Schön und gut, denkt der Bewohner des Elfenbeinturms, das muss es geben, das ist wichtig, der "einfache" und gesellschaftlich nutzlose Maler, wie ich es bin, muss ja nicht gleichzeitig ein verantwortungsloser Mensch sein. Aber das, nebenbei gesagt, haben moralisierende Oberlehrer und politische Wanderprediger noch nie verstanden.

Nur: Ich habe das Gefühl, die Ausstellungsmacher der Documenta glauben, sich entschuldigen zu müssen, dass sie überhaupt Kunst ausstellen, wo es doch so viele dringendere Probleme zu lösen gibt und es immer klarer wird, dass sich nicht nur eine Klimakatastrophe auf der Welt anbahnt, sondern dass auch viele andere soziale und politische Konflikte und wohl auch kriegerische Auseinandersetzungen unmittelbar bevorstehen.

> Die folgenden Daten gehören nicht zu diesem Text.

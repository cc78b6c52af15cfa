// Energram API - Local Development Server

use std::net::SocketAddr;
use tokio::signal;
use tower::ServiceBuilder;
use tower_http::{
    cors::{Any, CorsLayer},
    trace::TraceLayer,
};
use tracing::{error, info, warn};

use energram_common::config::Config;
use sqlx::PgPool;

#[tokio::main]
async fn main() -> anyhow::Result<()> {
    let config = Config::from_env()?;

    tracing_subscriber::fmt()
        .with_env_filter(
            tracing_subscriber::EnvFilter::try_from_default_env()
                .unwrap_or_else(|_| tracing_subscriber::EnvFilter::new(&config.rust_log)),
        )
        .pretty()
        .init();

    info!("Starting Energram API local development server");

    if config.super_admin_email.is_none() {
        warn!("SUPER_ADMIN_EMAIL is not set; nobody will be seeded as super admin");
    }

    let pool = PgPool::connect(&config.database_url).await.map_err(|e| {
        error!("Failed to connect to database: {}", e);
        anyhow::anyhow!("Database connection failed: {}", e)
    })?;

    info!("Database connection established");

    sqlx::migrate!("../../migrations")
        .run(&pool)
        .await
        .map_err(|e| {
            error!("Failed to run migrations: {}", e);
            anyhow::anyhow!("Migrations failed: {}", e)
        })?;

    info!("Migrations applied");

    let app = energram_app::create_app(config.clone(), pool)
        .await
        .map_err(|e| {
            error!("Failed to create application: {}", e);
            e
        })?;

    let cors = CorsLayer::new()
        .allow_origin(config.app_base_url.parse::<axum::http::HeaderValue>()?)
        .allow_methods(Any)
        .allow_headers(Any);

    let app = app.layer(
        ServiceBuilder::new()
            .layer(TraceLayer::new_for_http())
            .layer(cors)
            .into_inner(),
    );

    let addr = SocketAddr::from(([0, 0, 0, 0], config.port));

    info!("Server starting on http://{}", addr);
    info!("Health check available at http://{}/health", addr);
    info!("Accepting browser requests from {}", config.app_base_url);

    let listener = tokio::net::TcpListener::bind(addr).await?;

    info!("Server listening on {}", addr);

    axum::serve(listener, app)
        .with_graceful_shutdown(shutdown_signal())
        .await?;

    info!("Server shutdown complete");
    Ok(())
}

async fn shutdown_signal() {
    let ctrl_c = async {
        signal::ctrl_c()
            .await
            .expect("failed to install Ctrl+C handler");
    };

    #[cfg(unix)]
    let terminate = async {
        signal::unix::signal(signal::unix::SignalKind::terminate())
            .expect("failed to install signal handler")
            .recv()
            .await;
    };

    #[cfg(not(unix))]
    let terminate = std::future::pending::<()>();

    tokio::select! {
        _ = ctrl_c => {
            info!("Received Ctrl+C signal, starting graceful shutdown");
        },
        _ = terminate => {
            info!("Received terminate signal, starting graceful shutdown");
        },
    }
}
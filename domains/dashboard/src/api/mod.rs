//! API layer for the Dashboard domain
//!
//! Contains HTTP handlers, routes, and domain state definition.

pub mod handlers;
pub mod middleware;
pub mod routes;

pub use middleware::DashboardState;
pub use routes::routes;
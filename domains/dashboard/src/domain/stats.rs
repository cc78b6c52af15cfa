//! Admin panel statistics

use rust_decimal::Decimal;
use serde::Serialize;

use crate::domain::entities::{Order, WaitlistEntry};

/// Headline numbers for the admin overview
#[derive(Debug, Clone, Default, PartialEq, Eq, Serialize)]
pub struct DashboardStats {
    pub total_orders: usize,
    pub total_revenue: Decimal,
    pub pending_orders: usize,
    /// Orders with status `paid`
    pub completed_orders: usize,
    /// Waitlist entries plus orders
    pub total_users: usize,
    pub waitlist_count: usize,
}

pub fn calculate_stats(orders: &[Order], waitlist: &[WaitlistEntry]) -> DashboardStats {
    DashboardStats {
        total_orders: orders.len(),
        total_revenue: orders.iter().map(|order| order.amount).sum(),
        pending_orders: orders.iter().filter(|order| order.is_pending()).count(),
        completed_orders: orders.iter().filter(|order| order.is_paid()).count(),
        total_users: waitlist.len() + orders.len(),
        waitlist_count: waitlist.len(),
    }
}

/// Orders and revenue for one calendar month
#[derive(Debug, Clone, PartialEq, Eq, Serialize)]
pub struct MonthlyBucket {
    /// Short month name, e.g. "Jan"
    pub month: String,
    pub orders: usize,
    pub revenue: Decimal,
}

/// Group orders by the month of `created_at`.
///
/// Buckets keep the order in which their month first appears, so feeding
/// orders newest first yields the most recent month first. Months from
/// different years share a bucket.
pub fn monthly_analytics(orders: &[Order]) -> Vec<MonthlyBucket> {
    let mut buckets: Vec<MonthlyBucket> = Vec::new();

    for order in orders {
        let month = order.created_at.format("%b").to_string();
        match buckets.iter_mut().find(|bucket| bucket.month == month) {
            Some(bucket) => {
                bucket.orders += 1;
                bucket.revenue += order.amount;
            }
            None => buckets.push(MonthlyBucket {
                month,
                orders: 1,
                revenue: order.amount,
            }),
        }
    }

    buckets
}
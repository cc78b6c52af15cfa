//! Public form handlers
//!
//! Anyone may submit; nothing here is guarded.

use axum::{extract::State, http::StatusCode, Json};
use energram_common::{Result, ValidatedJson};

use crate::api::middleware::DashboardState;
use crate::{
    ContactMessage, ContactSubmission, Order, OrderSubmission, PartnershipInquiry,
    PartnershipSubmission, WaitlistEntry, WaitlistSubmission,
};

/// Join the waitlist
///
/// **POST /v1/waitlist**
pub async fn join_waitlist(
    State(state): State<DashboardState>,
    ValidatedJson(request): ValidatedJson<WaitlistSubmission>,
) -> Result<(StatusCode, Json<WaitlistEntry>)> {
    let entry = state
        .repos
        .leads
        .add_to_waitlist(&request.into_entry())
        .await?;

    tracing::info!(entry_id = %entry.id, "Waitlist entry added");
    Ok((StatusCode::CREATED, Json(entry)))
}

/// Send a contact message
///
/// **POST /v1/contact**
pub async fn send_contact(
    State(state): State<DashboardState>,
    ValidatedJson(request): ValidatedJson<ContactSubmission>,
) -> Result<(StatusCode, Json<ContactMessage>)> {
    let message = state
        .repos
        .leads
        .add_contact(&request.into_message())
        .await?;

    tracing::info!(message_id = %message.id, "Contact message received");
    Ok((StatusCode::CREATED, Json(message)))
}

/// Submit a partnership inquiry
///
/// **POST /v1/partnerships**
pub async fn submit_partnership(
    State(state): State<DashboardState>,
    ValidatedJson(request): ValidatedJson<PartnershipSubmission>,
) -> Result<(StatusCode, Json<PartnershipInquiry>)> {
    let inquiry = state
        .repos
        .leads
        .add_partnership(&request.into_inquiry())
        .await?;

    tracing::info!(inquiry_id = %inquiry.id, "Partnership inquiry received");
    Ok((StatusCode::CREATED, Json(inquiry)))
}

/// Place an order
///
/// **POST /v1/orders**
///
/// The order is stored as `pending` with the plan's price.
pub async fn place_order(
    State(state): State<DashboardState>,
    ValidatedJson(request): ValidatedJson<OrderSubmission>,
) -> Result<(StatusCode, Json<Order>)> {
    let order = state.repos.orders.create(&request.into_order()).await?;

    tracing::info!(
        order_id = %order.id,
        plan = ?order.plan,
        amount = %order.amount,
        "Order placed"
    );
    Ok((StatusCode::CREATED, Json(order)))
}
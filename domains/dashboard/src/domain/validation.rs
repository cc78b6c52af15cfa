//! Public form submissions and their validation rules

use regex::Regex;
use serde::Deserialize;
use validator::{Validate, ValidationError};

use crate::domain::entities::{
    ContactMessage, CustomerType, Order, PartnershipInquiry, Plan, WaitlistEntry,
};

lazy_static::lazy_static! {
    /// Optional leading `+`, then digits with spaces or hyphens, 8-20 chars
    pub static ref PHONE_REGEX: Regex =
        Regex::new(r"^\+?[0-9][0-9 \-]{6,18}[0-9]$").unwrap();
}

fn validate_not_blank(value: &str) -> Result<(), ValidationError> {
    if value.trim().is_empty() {
        return Err(ValidationError::new("blank"));
    }
    Ok(())
}

fn validate_phone(value: &str) -> Result<(), ValidationError> {
    if !PHONE_REGEX.is_match(value.trim()) {
        return Err(ValidationError::new("invalid_phone"));
    }
    Ok(())
}

fn clean(value: String) -> String {
    value.trim().to_string()
}

fn clean_email(value: String) -> String {
    value.trim().to_lowercase()
}

/// Payment reference reported by the payment provider's callback
#[derive(Debug, Clone, Deserialize, Validate)]
pub struct PaymentConfirmation {
    #[validate(custom(function = "validate_not_blank"), length(max = 100))]
    pub reference: String,
}

impl PaymentConfirmation {
    pub fn into_reference(self) -> String {
        clean(self.reference)
    }
}

#[derive(Debug, Clone, Deserialize, Validate)]
pub struct WaitlistSubmission {
    #[validate(custom(function = "validate_not_blank"), length(max = 100))]
    pub name: String,

    #[validate(email)]
    pub email: String,

    #[validate(custom(function = "validate_not_blank"), length(max = 200))]
    pub location: String,
}

impl WaitlistSubmission {
    pub fn into_entry(self) -> WaitlistEntry {
        WaitlistEntry::new(
            clean(self.name),
            clean_email(self.email),
            clean(self.location),
        )
    }
}

#[derive(Debug, Clone, Deserialize, Validate)]
pub struct ContactSubmission {
    #[validate(custom(function = "validate_not_blank"), length(max = 100))]
    pub name: String,

    #[validate(email)]
    pub email: String,

    #[validate(custom(function = "validate_not_blank"), length(max = 200))]
    pub organization: String,

    #[validate(custom(function = "validate_not_blank"), length(max = 5000))]
    pub message: String,
}

impl ContactSubmission {
    pub fn into_message(self) -> ContactMessage {
        ContactMessage::new(
            clean(self.name),
            clean_email(self.email),
            clean(self.organization),
            clean(self.message),
        )
    }
}

#[derive(Debug, Clone, Deserialize, Validate)]
pub struct PartnershipSubmission {
    #[validate(custom(function = "validate_not_blank"), length(max = 100))]
    pub name: String,

    #[validate(email)]
    pub email: String,

    #[validate(custom(function = "validate_not_blank"), length(max = 200))]
    pub organization: String,

    #[validate(custom(function = "validate_not_blank"), length(max = 5000))]
    pub message: String,
}

impl PartnershipSubmission {
    pub fn into_inquiry(self) -> PartnershipInquiry {
        PartnershipInquiry::new(
            clean(self.name),
            clean_email(self.email),
            clean(self.organization),
            clean(self.message),
        )
    }
}

/// Order form. The amount is never taken from the client; it comes from
/// the plan.
#[derive(Debug, Clone, Deserialize, Validate)]
pub struct OrderSubmission {
    #[validate(custom(function = "validate_not_blank"), length(max = 100))]
    pub name: String,

    #[validate(email)]
    pub email: String,

    #[validate(custom(function = "validate_phone"))]
    pub phone: String,

    #[validate(custom(function = "validate_not_blank"), length(max = 500))]
    pub address: String,

    #[serde(default)]
    pub customer_type: CustomerType,

    #[serde(default)]
    pub plan: Plan,
}

impl OrderSubmission {
    pub fn into_order(self) -> Order {
        Order::new(
            clean(self.name),
            clean_email(self.email),
            clean(self.phone),
            clean(self.address),
            self.customer_type,
            self.plan,
        )
    }
}
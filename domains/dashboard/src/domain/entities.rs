//! Domain entities for the Energram dashboard
//!
//! Orders and the three lead collections (waitlist, contact messages,
//! partnership inquiries) that the admin panel reads.

use chrono::{DateTime, Utc};
use energram_common::StateError;
use rust_decimal::Decimal;
use serde::{Deserialize, Serialize};
use uuid::Uuid;

use crate::domain::state::{OrderEvent, OrderStateMachine};

/// Order payment status
#[derive(Debug, Clone, Copy, PartialEq, Eq, Hash, Serialize, Deserialize, sqlx::Type, Default)]
#[sqlx(type_name = "order_status", rename_all = "lowercase")]
#[serde(rename_all = "lowercase")]
pub enum OrderStatus {
    #[default]
    Pending,
    Paid,
    Cancelled,
}

impl std::fmt::Display for OrderStatus {
    fn fmt(&self, f: &mut std::fmt::Formatter<'_>) -> std::fmt::Result {
        match self {
            OrderStatus::Pending => write!(f, "pending"),
            OrderStatus::Paid => write!(f, "paid"),
            OrderStatus::Cancelled => write!(f, "cancelled"),
        }
    }
}

/// Who the kit is for
#[derive(Debug, Clone, Copy, PartialEq, Eq, Hash, Serialize, Deserialize, sqlx::Type, Default)]
#[sqlx(type_name = "customer_type", rename_all = "lowercase")]
#[serde(rename_all = "lowercase")]
pub enum CustomerType {
    #[default]
    Student,
    Business,
    Household,
}

/// Outright purchase or power-as-a-service subscription
#[derive(Debug, Clone, Copy, PartialEq, Eq, Hash, Serialize, Deserialize, sqlx::Type, Default)]
#[sqlx(type_name = "order_plan", rename_all = "lowercase")]
#[serde(rename_all = "lowercase")]
pub enum Plan {
    #[default]
    Purchase,
    Service,
}

impl Plan {
    /// Price in Naira
    pub fn price(&self) -> Decimal {
        match self {
            Plan::Purchase => Decimal::from(200_000),
            Plan::Service => Decimal::from(12_000),
        }
    }
}

/// A kit order
#[derive(Debug, Clone, PartialEq, Serialize, Deserialize, sqlx::FromRow)]
pub struct Order {
    pub id: Uuid,
    pub name: String,
    pub email: String,
    pub phone: String,
    pub address: String,
    pub customer_type: CustomerType,
    pub plan: Plan,
    pub amount: Decimal,
    pub status: OrderStatus,
    /// Payment provider reference, set once paid
    pub payment_ref: Option<String>,
    pub created_at: DateTime<Utc>,
}

impl Order {
    /// New pending order priced from its plan
    pub fn new(
        name: String,
        email: String,
        phone: String,
        address: String,
        customer_type: CustomerType,
        plan: Plan,
    ) -> Self {
        Self {
            id: Uuid::new_v4(),
            name,
            email,
            phone,
            address,
            customer_type,
            plan,
            amount: plan.price(),
            status: OrderStatus::Pending,
            payment_ref: None,
            created_at: Utc::now(),
        }
    }

    pub fn is_pending(&self) -> bool {
        self.status == OrderStatus::Pending
    }

    pub fn is_paid(&self) -> bool {
        self.status == OrderStatus::Paid
    }

    /// Record the payment provider's reference and mark the order paid
    pub fn confirm_payment(&mut self, reference: &str) -> Result<(), StateError> {
        self.status = OrderStateMachine::transition(self.status, OrderEvent::PaymentConfirmed)?;
        self.payment_ref = Some(reference.to_string());
        Ok(())
    }

    pub fn cancel(&mut self) -> Result<(), StateError> {
        self.status = OrderStateMachine::transition(self.status, OrderEvent::Cancel)?;
        Ok(())
    }
}

#[derive(Debug, Clone, PartialEq, Eq, Serialize, Deserialize, sqlx::FromRow)]
pub struct WaitlistEntry {
    pub id: Uuid,
    pub name: String,
    pub email: String,
    pub location: String,
    pub created_at: DateTime<Utc>,
}

impl WaitlistEntry {
    pub fn new(name: String, email: String, location: String) -> Self {
        Self {
            id: Uuid::new_v4(),
            name,
            email,
            location,
            created_at: Utc::now(),
        }
    }
}

/// Message from the contact page
#[derive(Debug, Clone, PartialEq, Eq, Serialize, Deserialize, sqlx::FromRow)]
pub struct ContactMessage {
    pub id: Uuid,
    pub name: String,
    pub email: String,
    pub organization: String,
    pub message: String,
    pub created_at: DateTime<Utc>,
}

impl ContactMessage {
    pub fn new(name: String, email: String, organization: String, message: String) -> Self {
        Self {
            id: Uuid::new_v4(),
            name,
            email,
            organization,
            message,
            created_at: Utc::now(),
        }
    }
}

#[derive(Debug, Clone, PartialEq, Eq, Serialize, Deserialize, sqlx::FromRow)]
pub struct PartnershipInquiry {
    pub id: Uuid,
    pub name: String,
    pub email: String,
    pub organization: String,
    pub message: String,
    pub created_at: DateTime<Utc>,
}

impl PartnershipInquiry {
    pub fn new(name: String, email: String, organization: String, message: String) -> Self {
        Self {
            id: Uuid::new_v4(),
            name,
            email,
            organization,
            message,
            created_at: Utc::now(),
        }
    }
}
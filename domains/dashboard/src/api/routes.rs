//! Route definitions for Dashboard domain API

use axum::{
    routing::{get, post},
    Router,
};

use super::handlers::{admin, leads};
use super::middleware::DashboardState;

/// Public form submission routes
fn lead_routes() -> Router<DashboardState> {
    Router::new()
        .route("/v1/waitlist", post(leads::join_waitlist))
        .route("/v1/contact", post(leads::send_contact))
        .route("/v1/partnerships", post(leads::submit_partnership))
        .route("/v1/orders", post(leads::place_order))
}

/// Admin panel routes
fn admin_routes() -> Router<DashboardState> {
    Router::new()
        .route("/v1/admin/stats", get(admin::get_stats))
        .route("/v1/admin/orders", get(admin::list_orders))
        .route("/v1/admin/orders/{id}/payment", post(admin::confirm_payment))
        .route("/v1/admin/orders/{id}/cancel", post(admin::cancel_order))
        .route("/v1/admin/waitlist", get(admin::list_waitlist))
        .route("/v1/admin/contacts", get(admin::list_contacts))
        .route("/v1/admin/partnerships", get(admin::list_partnerships))
}

/// Create all Dashboard domain API routes
pub fn routes() -> Router<DashboardState> {
    Router::new().merge(lead_routes()).merge(admin_routes())
}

Auch wir Künstler leben ja in und auf dieser Welt, die Frage ist nur, wie soll oder muss der Künstler überhaupt darauf reagieren? Wer legt diese Maximen fest ? Wenn schon apodiktische Kunst-Maximen, dann jedenfalls nicht so platt, wie das bei vielen der Arbeiten auf der Documenta geschehen ist.

Es gibt genug Konferenzen und Seminare weltweit, in denen politische und ökologische Probleme aufgearbeitet werden, wir Menschen müssen nicht noch mit dem ideologischen Holzhammer bearbeitet werden. Die Künstler früherer Zeiten haben ja auch mit ihren Medien auf ihre Zeit reagiert, aber doch auf einem ganz anderen Niveau, ich erinnere nur an Goyas "Desastros de la Guerra".

Für mich spricht aus dem Gesamten der Documenta leider eine uralte Kunstfeindlichkeit in platonischer oder christlicher oder marxistischer Tradition, eine ausgesprochen calvinistisch anmutende Bilderfeindlichkeit. Nur sollte, wer bilderfeindlich ist, vielleicht nicht gerade eine Documenta ausrichten.